Karen Sherman and her son are the co-owners of the Hole in the Wall bar on Lytton Street in Point Loma. She told local CBS affiliate KFMB-TV the new main has failed two times already, and those breaks resulted in “raw sewage backing up into [the] bar so that people are stepping in raw sewage.”
She said the problem began in 2015 when the City of San Diego installed the new main. The job included hiring an independent contracting to install new drains connecting The Hole, as it’s known to its patrons, to the new main.
“In the process of doing that, it’s failed twice,” Sherman said of the new drain. “Initially, the minute they put it in in 2015 and it had to be redone. And it failed again seven years later in March of 2022.”

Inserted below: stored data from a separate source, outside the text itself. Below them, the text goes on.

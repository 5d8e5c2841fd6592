use crate::domain::ports::OutputWriter;
use crate::presentation::report::ComparisonReport;
use anyhow::Result;
use std::fs;
use std::path::{Path, PathBuf};

use self::{json::JsonWriter, markdown::MarkdownWriter};

pub mod json;
pub mod markdown;

/// Register available writers - OCP: add new ones without touching main.rs
pub fn all_writers() -> Vec<Box<dyn OutputWriter>> {
    vec![Box::new(JsonWriter), Box::new(MarkdownWriter)]
}

pub fn writer_for(format: &str) -> Option<Box<dyn OutputWriter>> {
    match format {
        "json" => Some(Box::new(JsonWriter)),
        "md" | "markdown" => Some(Box::new(MarkdownWriter)),
        _ => None,
    }
}

/// Writes the report to `dir` via the chosen writer and returns the file path.
pub fn write_to_file(
    writer: &dyn OutputWriter,
    report: &ComparisonReport,
    dir: impl AsRef<Path>,
) -> Result<PathBuf> {
    let dir = dir.as_ref();
    fs::create_dir_all(dir)?;

    let content = writer.format(report)?;
    let path = dir.join(format!("{}.{}", report.file_stem(), writer.extension()));
    fs::write(&path, &content)?;
    Ok(path)
}

#[cfg(test)]
pub(crate) mod fixtures {
    use crate::application::diff::TreeDiffer;
    use crate::application::session::DiffCounts;
    use crate::domain::comparison::ComparisonResult;
    use crate::domain::decision::{Decision, PendingDecisions};
    use crate::domain::ports::Differ;
    use crate::domain::value_objects::CustomerId;
    use crate::presentation::report::ComparisonReport;
    use serde_json::json;

    pub fn report() -> ComparisonReport {
        let template = json!({"a": 1, "b": {"c": 2}, "tags": ["x", "y", "z"]});
        let data = json!({"a": "1", "b": {"c": 2, "d": 9}, "tags": ["x", "y"]});
        let diffs = TreeDiffer::new().diff(&template, &data);
        let comparison = ComparisonResult::new(CustomerId::from("acme"), template, data, diffs);
        let counts = DiffCounts {
            raw: 3,
            visible: 3,
            outstanding: 2,
        };
        let pending: PendingDecisions = [Decision::apply_template("/a")].into_iter().collect();
        ComparisonReport::new("ops", comparison, counts).with_pending(&pending)
    }
}

#[cfg(test)]
mod tests {
    use super::*;

    #[test]
    fn writes_one_file_per_writer() {
        let dir = tempfile::tempdir().unwrap();
        let report = fixtures::report();

        let mut written = Vec::new();
        for writer in all_writers() {
            written.push(write_to_file(&*writer, &report, dir.path()).unwrap());
        }

        assert_eq!(written.len(), 2);
        for path in &written {
            assert!(path.exists());
            let name = path.file_name().unwrap().to_string_lossy();
            assert!(name.starts_with("acme_"), "got {name}");
        }
    }

    #[test]
    fn unknown_format_has_no_writer() {
        assert!(writer_for("html").is_none());
        assert_eq!(writer_for("md").unwrap().extension(), "md");
    }
}
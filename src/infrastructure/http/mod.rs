pub mod client;

pub use client::{connect, HttpPayloadStore};
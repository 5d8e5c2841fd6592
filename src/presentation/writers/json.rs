use anyhow::Result;
use serde::Serialize;
use serde_json::Value;

use crate::domain::{diff_item::DiffItem, ports::OutputWriter};
use crate::presentation::report::ComparisonReport;

// ─── Serialisation view types ─────────────────────────────────────────────────
//
// Each diff gets its query-form path alongside the pointer path, plus the
// pending decision for that path if there is one.

#[derive(Serialize)]
struct JsonReport<'a> {
    #[serde(flatten)]
    report: &'a ComparisonReport,
    diffs: Vec<JsonDiff<'a>>,
}

#[derive(Serialize)]
struct JsonDiff<'a> {
    #[serde(flatten)]
    item: &'a DiffItem,
    query_path: String,
    #[serde(skip_serializing_if = "Option::is_none")]
    decision: Option<&'a str>,
}

pub struct JsonWriter;

impl OutputWriter for JsonWriter {
    fn format(&self, report: &ComparisonReport) -> Result<String> {
        let view = JsonReport {
            report,
            diffs: report
                .comparison
                .diffs
                .iter()
                .map(|item| JsonDiff {
                    item,
                    query_path: item.path.to_query_form(),
                    decision: report
                        .pending
                        .iter()
                        .find(|d| d.path == item.path)
                        .map(|d| d.action.as_str()),
                })
                .collect(),
        };

        // `comparison.diffs` repeats what `diffs` already carries.
        let mut value = serde_json::to_value(&view)?;
        if let Some(Value::Object(comparison)) = value.get_mut("comparison") {
            comparison.shift_remove("diffs");
        }
        Ok(serde_json::to_string_pretty(&value)?)
    }

    fn extension(&self) -> &'static str {
        "json"
    }
}

#[cfg(test)]
mod tests {
    use super::*;
    use crate::presentation::writers::fixtures;

    #[test]
    fn json_output_adds_query_paths_and_decisions() {
        let output = JsonWriter.format(&fixtures::report()).unwrap();
        let parsed: Value = serde_json::from_str(&output).unwrap();

        let diffs = parsed["diffs"].as_array().unwrap();
        assert_eq!(diffs.len(), 3);
        assert_eq!(diffs[0]["path"], "/a");
        assert_eq!(diffs[0]["query_path"], "$.a");
        assert_eq!(diffs[0]["decision"], "applyTemplate");
        assert_eq!(diffs[1]["query_path"], "$.b.d");
        assert!(diffs[1].get("decision").is_none());
    }

    #[test]
    fn json_output_does_not_duplicate_diffs() {
        let output = JsonWriter.format(&fixtures::report()).unwrap();
        let parsed: Value = serde_json::from_str(&output).unwrap();
        assert!(parsed["comparison"].get("diffs").is_none());
        assert_eq!(parsed["comparison"]["status"], "differences");
        assert_eq!(parsed["counts"]["outstanding"], 2);
    }
}
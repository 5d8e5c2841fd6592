#[cfg(feature = "cli")]
pub mod cli_summary;
pub mod report;
pub mod writers;
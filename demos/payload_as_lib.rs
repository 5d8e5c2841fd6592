//! # Payloadiff — library usage example
//!
//! Three ways to use payloadiff from Rust:
//!
//! 1. **From a config file**: talks to the configured store, like the CLI
//! 2. **In-memory store**: a full load / decide / save cycle, no network
//! 3. **Pure functions**: diff and reconcile two documents directly
//!
//! Run against a store:
//!   cargo run --example payload_as_lib -- payloadiff.toml acme
//!
//! Run the offline patterns:
//!   cargo run --example payload_as_lib

use std::sync::Arc;

use anyhow::Result;
use payloadiff::{
    presentation::writers::{all_writers, write_to_file},
    CompareSettings, ComparisonService, ComparisonSession, CustomerId, Decision,
    MemoryPayloadStore, Operator, PayloadStore, TreeDiffer, VisibilityFilter,
};
use serde_json::json;

#[tokio::main]
async fn main() -> Result<()> {
    let args: Vec<String> = std::env::args().collect();

    match (args.get(1), args.get(2)) {
        (Some(path), Some(customer)) => from_config_file(path, customer).await,
        _ => {
            in_memory_session().await?;
            pure_functions();
            Ok(())
        }
    }
}

// ─────────────────────────────────────────────────────────────────────────────
// Pattern 1: load config from a TOML file (same as the CLI does internally)
// ─────────────────────────────────────────────────────────────────────────────
async fn from_config_file(path: &str, customer: &str) -> Result<()> {
    println!("=== Pattern 1: from config file ({path}) ===\n");

    let cfg = payloadiff::AppConfig::load(path)?;
    let operator = Operator::new("example");
    let report = payloadiff::run_compare(&cfg, &operator, CustomerId::from(customer)).await?;

    for writer in all_writers() {
        let written = write_to_file(&*writer, &report, &cfg.output.dir)?;
        println!("Written: {}", written.display());
    }
    println!(
        "{customer}: {} diffs, {} outstanding",
        report.counts.raw, report.counts.outstanding
    );
    Ok(())
}

// ─────────────────────────────────────────────────────────────────────────────
// Pattern 2: drive a session against the in-memory store
// ─────────────────────────────────────────────────────────────────────────────
async fn in_memory_session() -> Result<()> {
    println!("=== Pattern 2: in-memory session ===\n");

    let store = Arc::new(MemoryPayloadStore::new());
    store.put_template("acme", json!({"plan": "pro", "limits": {"seats": 10}, "tags": ["a"]}));
    store.put_saved_payload("acme", json!({"plan": "pro", "limits": {"seats": 4}, "tags": ["a", "b"]}));

    let service = ComparisonService::new(
        Arc::clone(&store) as Arc<dyn PayloadStore>,
        Arc::new(TreeDiffer::new()),
        CompareSettings::default(),
    );
    let mut session = ComparisonSession::new(Operator::new("example"));

    let _ = session.load(&service, CustomerId::from("acme")).await;
    for diff in session.visible_diffs(VisibilityFilter::LeavesOnly) {
        println!("  {} {:?}", diff.path.to_query_form(), diff.kind);
    }

    session.decide(Decision::apply_template("/limits/seats").into())?;
    session.decide(Decision::keep_customer("/tags/1").into())?;
    let _ = session.save(&service).await?;

    println!("saved payload: {}", store.saved_payload("acme").unwrap_or_default());
    println!("counts after save: {:?}\n", session.counts(VisibilityFilter::LeavesOnly));
    Ok(())
}

// ─────────────────────────────────────────────────────────────────────────────
// Pattern 3: no store, no session
// ─────────────────────────────────────────────────────────────────────────────
fn pure_functions() {
    println!("=== Pattern 3: pure functions ===\n");

    let template = json!({"a": 1, "b": {"c": 2}});
    let customer = json!({"a": "1", "b": {"c": 2, "d": 9}});

    let diffs = payloadiff::compare(&template, &customer);
    let outcome = payloadiff::reconcile(
        &customer,
        &template,
        diffs.iter().map(|d| Decision::apply_template(d.path.clone()).into()),
    );

    println!("{} diffs, reconciled to {}", diffs.len(), outcome.document);
    println!("fingerprint {} -> {}", outcome.before, outcome.after);
}
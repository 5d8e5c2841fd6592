use async_trait::async_trait;
use serde_json::Value;
use std::future::Future;
use std::sync::{Arc, Mutex};
use std::time::Instant;
use tracing::{info, instrument};

use crate::domain::changes::{
    ApplyReceipt, ChangeDetails, ChangeList, DecisionBatch, RemoteDiffResponse,
};
use crate::domain::diff_item::DiffItem;
use crate::domain::error::StoreError;
use crate::domain::ports::{Differ, PayloadStore};
use crate::domain::value_objects::CustomerId;

// ─── PerfReport ──────────────────────────────────────────────────────────────

/// A single timed operation.
#[derive(Debug, Clone, serde::Serialize)]
pub struct OpTiming {
    /// Store method name, or "diff" for the differ.
    pub operation: &'static str,
    /// Customer, template or change id the operation was for.
    pub target: String,
    /// Elapsed wall time in milliseconds.
    pub duration_ms: u128,
    /// Diffs produced, decisions submitted or history cards returned.
    pub items: usize,
    pub ok: bool,
}

/// Accumulated timings for one command run.
///
/// Shared between the decorators of a run via `Arc<Mutex<_>>`; render with
/// [`crate::presentation::cli_summary::print_perf_summary`].
#[derive(Debug, Default, Clone, serde::Serialize)]
pub struct PerfReport {
    pub timings: Vec<OpTiming>,
    pub store_calls: usize,
    pub total_diffs: usize,
    pub total_ms: u128,
}

impl PerfReport {
    pub fn new() -> Arc<Mutex<Self>> {
        Arc::new(Mutex::new(Self::default()))
    }

    /// Copy of the report so far.
    pub fn snapshot(report: &Arc<Mutex<Self>>) -> Self {
        report.lock().map(|r| r.clone()).unwrap_or_default()
    }

    fn record(report: &Arc<Mutex<Self>>, timing: OpTiming) {
        if let Ok(mut r) = report.lock() {
            r.total_ms += timing.duration_ms;
            if timing.operation == "diff" {
                r.total_diffs += timing.items;
            } else {
                r.store_calls += 1;
            }
            r.timings.push(timing);
        }
    }
}

// ─── MonitoringPayloadStore ──────────────────────────────────────────────────

/// Decorator: wraps any `PayloadStore` and records wall time per call in the
/// shared `PerfReport`. Failed calls are recorded too.
pub struct MonitoringPayloadStore {
    inner: Arc<dyn PayloadStore>,
    report: Arc<Mutex<PerfReport>>,
}

impl MonitoringPayloadStore {
    pub fn new(inner: Arc<dyn PayloadStore>, report: Arc<Mutex<PerfReport>>) -> Self {
        Self { inner, report }
    }

    async fn timed<T, F>(
        &self,
        operation: &'static str,
        key: &str,
        count: impl Fn(&T) -> usize,
        call: F,
    ) -> Result<T, StoreError>
    where
        F: Future<Output = Result<T, StoreError>>,
    {
        let start = Instant::now();
        let result = call.await;
        let duration_ms = start.elapsed().as_millis();
        let items = result.as_ref().map(&count).unwrap_or(0);

        info!(operation, key, ok = result.is_ok(), items, duration_ms, "store call completed");

        PerfReport::record(
            &self.report,
            OpTiming {
                operation,
                target: key.to_string(),
                duration_ms,
                items,
                ok: result.is_ok(),
            },
        );
        result
    }
}

#[async_trait]
impl PayloadStore for MonitoringPayloadStore {
    #[instrument(name = "fetch_template", skip(self), level = "debug")]
    async fn fetch_template(&self, template_id: &str) -> Result<Value, StoreError> {
        self.timed("fetch_template", template_id, |_| 1, self.inner.fetch_template(template_id))
            .await
    }

    #[instrument(name = "fetch_saved_payload", skip(self, customer), fields(customer = %customer), level = "debug")]
    async fn fetch_saved_payload(&self, customer: &CustomerId) -> Result<Value, StoreError> {
        self.timed(
            "fetch_saved_payload",
            customer.as_str(),
            |_| 1,
            self.inner.fetch_saved_payload(customer),
        )
        .await
    }

    #[instrument(name = "fetch_latest_payload", skip(self, customer), fields(customer = %customer), level = "debug")]
    async fn fetch_latest_payload(&self, customer: &CustomerId) -> Result<Value, StoreError> {
        self.timed(
            "fetch_latest_payload",
            customer.as_str(),
            |_| 1,
            self.inner.fetch_latest_payload(customer),
        )
        .await
    }

    #[instrument(name = "check_payload", skip(self, customer, payload), fields(customer = %customer), level = "debug")]
    async fn check_payload(
        &self,
        customer: &CustomerId,
        payload: &Value,
        should_log: bool,
    ) -> Result<RemoteDiffResponse, StoreError> {
        self.timed(
            "check_payload",
            customer.as_str(),
            |r: &RemoteDiffResponse| r.diffs.len(),
            self.inner.check_payload(customer, payload, should_log),
        )
        .await
    }

    #[instrument(name = "submit_decisions", skip(self, customer, batch), fields(customer = %customer), level = "debug")]
    async fn submit_decisions(
        &self,
        customer: &CustomerId,
        batch: &DecisionBatch,
    ) -> Result<ApplyReceipt, StoreError> {
        let n = batch.decisions.len();
        self.timed(
            "submit_decisions",
            customer.as_str(),
            move |_| n,
            self.inner.submit_decisions(customer, batch),
        )
        .await
    }

    async fn save_payload(&self, customer: &CustomerId, payload: &Value) -> Result<(), StoreError> {
        self.timed(
            "save_payload",
            customer.as_str(),
            |_| 1,
            self.inner.save_payload(customer, payload),
        )
        .await
    }

    async fn fetch_change_history(
        &self,
        customer: &CustomerId,
        page: usize,
        page_size: usize,
    ) -> Result<ChangeList, StoreError> {
        self.timed(
            "fetch_change_history",
            customer.as_str(),
            |l: &ChangeList| l.items.len(),
            self.inner.fetch_change_history(customer, page, page_size),
        )
        .await
    }

    async fn fetch_change(&self, id: &str) -> Result<ChangeDetails, StoreError> {
        self.timed("fetch_change", id, |_| 1, self.inner.fetch_change(id))
            .await
    }
}

// ─── MonitoringDiffer ────────────────────────────────────────────────────────

/// Decorator: wraps any `Differ`, measures wall time per `diff` call, and
/// appends the result to the shared `PerfReport`.
pub struct MonitoringDiffer {
    inner: Arc<dyn Differ>,
    report: Arc<Mutex<PerfReport>>,
}

impl MonitoringDiffer {
    pub fn new(inner: Arc<dyn Differ>, report: Arc<Mutex<PerfReport>>) -> Self {
        Self { inner, report }
    }
}

impl Differ for MonitoringDiffer {
    #[instrument(name = "diff", skip(self, template, customer_data), level = "info")]
    fn diff(&self, template: &Value, customer_data: &Value) -> Vec<DiffItem> {
        let start = Instant::now();
        let result = self.inner.diff(template, customer_data);
        let duration_ms = start.elapsed().as_millis();

        info!(diffs = result.len(), duration_ms, "diff completed");

        PerfReport::record(
            &self.report,
            OpTiming {
                operation: "diff",
                target: String::new(),
                duration_ms,
                items: result.len(),
                ok: true,
            },
        );

        result
    }
}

Sherman said the city initially repaired the faulty plumbing, including inside the bar itself, but rejected her claim for compensation. The problem bubbled up again last year with emergency repairs and damages now reaching $60,000. She’s asking the city to compensate her for the expenses and fix the problem with the drain line they installed.
She showed KFMB-TV a copy of one of the complaints, although a spokesperson for the City of San Diego Risk Management Department, said they had no reports of "... warranty, latent, and patents defects” in the area.
So far, the city has rejected all of her claims. Sherman said she is considering hiring a lawyer to force the city to clean up the mess. In the meantime, she’s forced to pay for porta potties for her patrons, and the costs are adding up.
“This is a mom-and-pop shop, it's not a chain,” Sherman lamented. “It’s here because of our love for the bar and the place.”